* The problem: Beginning with the first line, please repeat the entries exactly and end on the line that contains "radius; a planar".

--- Materials provided ---

//! In-memory spatial index over active hazard reports.
//!
//! Reports are stored as `[lng, lat]` points in an R-tree. Radius queries
//! query the tree with a degree envelope that bounds the search circle, then
//! keep only reports whose haversine distance is within the radius; a planar
//! approximation is not good enough for coastlines spanning tens of degrees
//! of longitude.

use std::collections::HashMap;

use chrono::{DateTime, Duration, Utc};
use rstar::{RTree, RTreeObject, AABB};
use uuid::Uuid;

use crate::model::{GeoPoint, Report};

/// Mean earth radius in kilometres, matching `geo`'s haversine radius.
const EARTH_RADIUS_KM: f64 = 6371.0088;

/// Slack added to envelopes so points exactly on the circle survive rounding.
const ENVELOPE_SLACK_DEG: f64 = 1e-9;

#[derive(Debug, Clone, PartialEq)]
struct IndexedReport {
    id: Uuid,
    position: [f64; 2],
}

impl RTreeObject for IndexedReport {
    type Envelope = AABB<[f64; 2]>;

    fn envelope(&self) -> Self::Envelope {
        AABB::from_point(self.position)
    }
}

/// Spatial index of reports keyed by id.
///
/// Not synchronized; the service keeps it behind a mutex and clones it to
/// take a run snapshot.
#[derive(Debug, Clone, Default)]
pub struct SpatialIndex {
    tree: RTree<IndexedReport>,
    reports: HashMap<Uuid, Report>,
}

impl SpatialIndex {
    pub fn new() -> Self {
        Self::default()
    }

    /// Insert a report. Returns `false` (and changes nothing) when a report
    /// with the same id is already present.
    pub fn insert(&mut self, report: Report) -> bool {
        if self.reports.contains_key(&report.id) {
            return false;
        }
        self.tree.insert(IndexedReport {
            id: report.id,
            position: [report.longitude, report.latitude],
        });
        self.reports.insert(report.id, report);
        true
    }

    /// Remove a report by id, returning it if it was present.
    pub fn remove(&mut self, id: &Uuid) -> Option<Report> {
        let report = self.reports.remove(id)?;
        self.tree.remove(&IndexedReport {
            id: report.id,
            position: [report.longitude, report.latitude],
        });
        Some(report)
    }

    pub fn get(&self, id: &Uuid) -> Option<&Report> {
        self.reports.get(id)
    }

    pub fn contains(&self, id: &Uuid) -> bool {
        self.reports.contains_key(id)
    }

    pub fn len(&self) -> usize {
        self.reports.len()
    }

    pub fn is_empty(&self) -> bool {
        self.reports.is_empty()
    }

    pub fn iter(&self) -> impl Iterator<Item = &Report> {
        self.reports.values()
    }

    /// Ids of all reports in ascending order.
    pub fn sorted_ids(&self) -> Vec<Uuid> {
        let mut ids: Vec<Uuid> = self.reports.keys().copied().collect();
        ids.sort();
        ids
    }

    /// All report ids within `radius_km` (great-circle) of `point`, sorted.
    pub fn query_radius(&self, point: &GeoPoint, radius_km: f64) -> Vec<Uuid> {
        if !(radius_km >= 0.0) {
            return Vec::new();
        }
        let mut ids = Vec::new();
        for envelope in search_envelopes(point, radius_km) {
            for entry in self.tree.locate_in_envelope(&envelope) {
                let candidate = GeoPoint::new(entry.position[1], entry.position[0]);
                if point.haversine_km(&candidate) <= radius_km {
                    ids.push(entry.id);
                }
            }
        }
        ids.sort();
        ids.dedup();
        ids
    }

    /// Evict every report that occurred more than `max_age` before `now`.
    /// Returns the evicted ids, sorted.
    pub fn active_window(&mut self, now: DateTime<Utc>, max_age: Duration) -> Vec<Uuid> {
        let cutoff = now - max_age;
        let mut expired: Vec<Uuid> = self
            .reports
            .values()
            .filter(|r| r.occurred_at < cutoff)
            .map(|r| r.id)
            .collect();
        expired.sort();
        for id in &expired {
            self.remove(id);
        }
        if !expired.is_empty() {
            tracing::debug!(evicted = expired.len(), %cutoff, "evicted expired reports");
        }
        expired
    }
}

/// Degree envelopes covering the circle of `radius_km` around `center`.
///
/// Uses the exact spherical bounding-coordinates formula. Circles that reach
/// a pole cover every longitude; circles crossing the antimeridian are split
/// into two boxes.
fn search_envelopes(center: &GeoPoint, radius_km: f64) -> Vec<AABB<[f64; 2]>> {
    let angular = radius_km / EARTH_RADIUS_KM;
    let dlat = angular.to_degrees() + ENVELOPE_SLACK_DEG;
    let south = center.latitude - dlat;
    let north = center.latitude + dlat;

    if south <= -90.0 || north >= 90.0 {
        return vec![AABB::from_corners(
            [-180.0, south.max(-90.0)],
            [180.0, north.min(90.0)],
        )];
    }

    let ratio = angular.sin() / center.latitude.to_radians().cos();
    if !(ratio < 1.0) || angular >= std::f64::consts::FRAC_PI_2 {
        return vec![AABB::from_corners([-180.0, south], [180.0, north])];
    }
    let dlng = ratio.asin().to_degrees() + ENVELOPE_SLACK_DEG;
    if dlng >= 180.0 {
        return vec![AABB::from_corners([-180.0, south], [180.0, north])];
    }

    let west = center.longitude - dlng;
    let east = center.longitude + dlng;
    if west < -180.0 {
        vec![
            AABB::from_corners([west + 360.0, south], [180.0, north]),
            AABB::from_corners([-180.0, south], [east, north]),
        ]
    } else if east > 180.0 {
        vec![
            AABB::from_corners([west, south], [180.0, north]),
            AABB::from_corners([-180.0, south], [east - 360.0, north]),
        ]
    } else {
        vec![AABB::from_corners([west, south], [east, north])]
    }
}

#[cfg(test)]
mod tests {
    use super::*;
    use crate::model::fixtures::{north_of, report, t0};
    use crate::model::Severity;

    #[test]
    fn test_insert_is_idempotent_by_id() {
        let mut index = SpatialIndex::new();
        let r = report(10.0, 80.0, Severity::High, 0.8);
        assert!(index.insert(r.clone()));
        assert!(!index.insert(r.clone()));
        assert_eq!(index.len(), 1);
    }

    #[test]
    fn test_remove_missing_is_noop() {
        let mut index = SpatialIndex::new();
        assert!(index.remove(&Uuid::new_v4()).is_none());

        let r = report(10.0, 80.0, Severity::High, 0.8);
        index.insert(r.clone());
        assert_eq!(index.remove(&r.id).map(|x| x.id), Some(r.id));
        assert!(index.is_empty());
        assert!(index
            .query_radius(&GeoPoint::new(10.0, 80.0), 5.0)
            .is_empty());
    }

    #[test]
    fn test_query_radius_uses_great_circle_distance() {
        let mut index = SpatialIndex::new();
        let near = report(north_of(10.0, 1.5), 80.0, Severity::Low, 0.5);
        let far = report(north_of(10.0, 2.5), 80.0, Severity::Low, 0.5);
        index.insert(near.clone());
        index.insert(far.clone());

        let hits = index.query_radius(&GeoPoint::new(10.0, 80.0), 2.0);
        assert_eq!(hits, vec![near.id]);
    }

    #[test]
    fn test_query_radius_high_latitude_longitude_span() {
        // At 60N one degree of longitude is ~55.6 km, so a planar degree
        // box sized for the equator would miss this neighbour.
        let mut index = SpatialIndex::new();
        let r = report(60.0, 10.9, Severity::Low, 0.5);
        index.insert(r.clone());
        let hits = index.query_radius(&GeoPoint::new(60.0, 10.0), 60.0);
        assert_eq!(hits, vec![r.id]);
    }

    #[test]
    fn test_query_radius_across_antimeridian() {
        let mut index = SpatialIndex::new();
        let east = report(0.0, 179.995, Severity::Low, 0.5);
        let west = report(0.0, -179.995, Severity::Low, 0.5);
        index.insert(east.clone());
        index.insert(west.clone());

        let hits = index.query_radius(&GeoPoint::new(0.0, 179.999), 2.0);
        let mut expected = vec![east.id, west.id];
        expected.sort();
        assert_eq!(hits, expected);
    }

    #[test]
    fn test_query_radius_near_pole() {
        let mut index = SpatialIndex::new();
        let r = report(89.99, -120.0, Severity::Low, 0.5);
        index.insert(r.clone());
        let hits = index.query_radius(&GeoPoint::new(89.99, 60.0), 5.0);
        assert_eq!(hits, vec![r.id]);
    }

    #[test]
    fn test_active_window_evicts_old_reports() {
        let mut index = SpatialIndex::new();
        let mut old = report(10.0, 80.0, Severity::Low, 0.5);
        old.occurred_at = t0() - Duration::hours(80);
        let fresh = report(10.0, 80.0, Severity::Low, 0.5);
        index.insert(old.clone());
        index.insert(fresh.clone());

        let evicted = index.active_window(t0(), Duration::hours(72));
        assert_eq!(evicted, vec![old.id]);
        assert!(!index.contains(&old.id));
        assert_eq!(
            index.query_radius(&GeoPoint::new(10.0, 80.0), 1.0),
            vec![fresh.id]
        );
    }

    #[test]
    fn test_clone_is_an_independent_snapshot() {
        let mut index = SpatialIndex::new();
        index.insert(report(10.0, 80.0, Severity::Low, 0.5));
        let snapshot = index.clone();
        index.insert(report(10.0, 80.0, Severity::Low, 0.5));
        assert_eq!(snapshot.len(), 1);
        assert_eq!(index.len(), 2);
    }
}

---

* Written answer:
//! In-memory spatial index over active hazard reports.
//!
//! Reports are stored as `[lng, lat]` points in an R-tree. Radius queries
//! query the tree with a degree envelope that bounds the search circle, then
//! keep only reports whose haversine distance is within the radius; a planar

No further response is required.